Погулял! Пошел провести время в резвостях! Хотел проэрмитажиться или снять молодое тело с хорошим запахом, а в итоге спрятался в тени деревьев — нет, как ни трогал я стволы и листья, они по-прежнему отдавали целлюлозной промышленностью — и совершал дыхательные упражнения. Не нужно слишком внимательно смотреть по сторонам, это невроз.
Так как Иван Петрович всё еще на меня гневался, я отправился пожирать воскресную курицу к Петру Ивановичу, соседу справа. Петр Иванович младше Ивана Петровича ровно настолько, чтобы его воспоминания не составляли для меня новости, и ровно настолько старше меня самого, чтобы его взгляды на современность не представляли для меня интереса. Но я нетребовательный, а Петр Иванович — не жадный. К тому же текилу, которую мы пьем за обедом, я отрабатываю.

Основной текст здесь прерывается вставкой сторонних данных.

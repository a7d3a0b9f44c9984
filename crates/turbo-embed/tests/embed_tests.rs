use axum::http::StatusCode;
use axum::routing::post;
use axum::{Json, Router};
use serde_json::{json, Value};

use turbo_core::config::EmbeddingSettings;
use turbo_core::error::Error;
use turbo_embed::{get_default_embedder, Embedder, HttpEmbedder};

#[test]
fn fake_embedder_shapes_and_determinism() {
    let settings = EmbeddingSettings { fake: true, dimension: 384, ..EmbeddingSettings::default() };
    let embedder = get_default_embedder(&settings).expect("embedder");
    let v1 = embedder.embed_text("hello world").expect("embed");
    let v2 = embedder.embed_text("hello world").expect("embed");

    assert_eq!(v1.len(), 384, "embedding dim is 384");

    let norm: f32 = v1.iter().map(|x| x * x).sum::<f32>().sqrt();
    assert!((norm - 1.0).abs() <= 1e-3, "vector is L2-normalized (norm={norm})");

    for (a, b) in v1.iter().zip(v2.iter()) { assert!((a - b).abs() <= 1e-6); }
}

#[test]
fn fake_embedder_similar_texts_score_higher() {
    let settings = EmbeddingSettings { fake: true, dimension: 384, ..EmbeddingSettings::default() };
    let embedder = get_default_embedder(&settings).expect("embedder");
    let q = embedder.embed_text("cats are mammals").unwrap();
    let near = embedder.embed_text("cats mammals").unwrap();
    let far = embedder.embed_text("volcanic basalt geology").unwrap();
    let dot = |a: &[f32], b: &[f32]| a.iter().zip(b).map(|(x, y)| x * y).sum::<f32>();
    assert!(dot(&q, &near) > dot(&q, &far));
}

async fn spawn_mock(router: Router) -> String {
    let listener = tokio::net::TcpListener::bind("127.0.0.1:0").await.expect("bind");
    let addr = listener.local_addr().expect("addr");
    tokio::spawn(async move { axum::serve(listener, router).await.expect("serve") });
    format!("http://{addr}")
}

fn settings_for(url: String, dimension: usize) -> EmbeddingSettings {
    EmbeddingSettings { url, dimension, timeout_secs: 5, ..EmbeddingSettings::default() }
}

#[tokio::test]
async fn http_embedder_normalizes_service_output() {
    let router = Router::new().route(
        "/api/embeddings",
        post(|Json(body): Json<Value>| async move {
            assert_eq!(body["model"], "all-minilm");
            assert_eq!(body["prompt"], "cats are mammals");
            Json(json!({ "embedding": [3.0, 4.0, 0.0] }))
        }),
    );
    let base = spawn_mock(router).await;
    let settings = settings_for(format!("{base}/api/embeddings"), 3);

    let vec = tokio::task::spawn_blocking(move || {
        let embedder = HttpEmbedder::new(&settings).expect("client");
        embedder.embed_text("cats are mammals")
    })
    .await
    .expect("join")
    .expect("embed");

    assert_eq!(vec.len(), 3);
    assert!((vec[0] - 0.6).abs() < 1e-6);
    assert!((vec[1] - 0.8).abs() < 1e-6);
}

#[tokio::test]
async fn http_embedder_failures_are_errors() {
    let router = Router::new()
        .route("/down", post(|| async { (StatusCode::SERVICE_UNAVAILABLE, "model loading") }))
        .route("/empty", post(|| async { Json(json!({ "embedding": [] })) }))
        .route("/short", post(|| async { Json(json!({ "embedding": [1.0, 2.0] })) }));
    let base = spawn_mock(router).await;

    let results = tokio::task::spawn_blocking(move || {
        ["down", "empty", "short"]
            .iter()
            .map(|path| HttpEmbedder::new(&settings_for(format!("{base}/{path}"), 3)).expect("client").embed_text("x"))
            .collect::<Vec<_>>()
    })
    .await
    .expect("join");

    assert!(matches!(results[0], Err(Error::Embedding(_))));
    assert!(matches!(results[1], Err(Error::Embedding(_))));
    assert!(matches!(results[2], Err(Error::DimensionMismatch { expected: 3, got: 2 })));
}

Петр Иванович — деловой человек (так и тянет добавить: «из рассказов о новых людях»). Серьезный человек, положительный; человек умелый. Отличная мобила у Петра Ивановича, и как ловко он с нею управляется! Постучит пальчиком, послушает, а потом глаза станут круглые, сердитые, и речь как у Ахилла, когда тот сообщает Агамемнону, что ты, дескать, царь, грузен только вином, и очи у тебя псиные. Однако не кричит. Умеет сказать тихо, но так, что быстро доходит. То-то, думаю, в офисе перед ним балетным шагом вытанцовывают.
Он, впрочем, не чужд. Культурка-литературка, фантики, побрякушки, брюлики — почему бы и нет, пусть шевелится и в меру сил украшает. В глубине души Петр Иванович уверен, что его жизнь и без того красна, но как же! Он не признаётся, но я подозреваю, что был когда-то Петр Иванович младшим научным сотрудником, есть в нем этот неистребимый запашок духовности. А отечественная духовность культурку в покое не оставит, нет. Она ее и из гроба вытряхнет — поди-ка попляши. (Вариант: послужи. Стрекоза в амплуа Чацкого.)
Нотабене. Перечитал написанное. Ну и говно же написал. Он мне курицу, а я ему — плевок в тарелку. Нехорошо вышло.
Я приник к зеркалу.
Это был вид умиротворенного желудка. Я бы еще годы добывал негневливость возгонкой строгих софизмов, а он взял да пресуществил мгновенно куриную грудку. Что-то тихое, благостное размыло черты моего лица — сон оловянно глядел из глаз, — и на душе было так спокойно, как будто души не было вовсе. Я повеселел. Обедая регулярно, нетрудно будет дожраться и до смиренномудрия.
Я включил телевизор. Тот мужик, о котором я думал, что он давно помер, уже был там. Он прочно сидел на стуле и балагурил на ночь глядя. Гладкая морда, ясный взор, детская улыбка — всё изобличало подлеца. Я приготовился терпеть.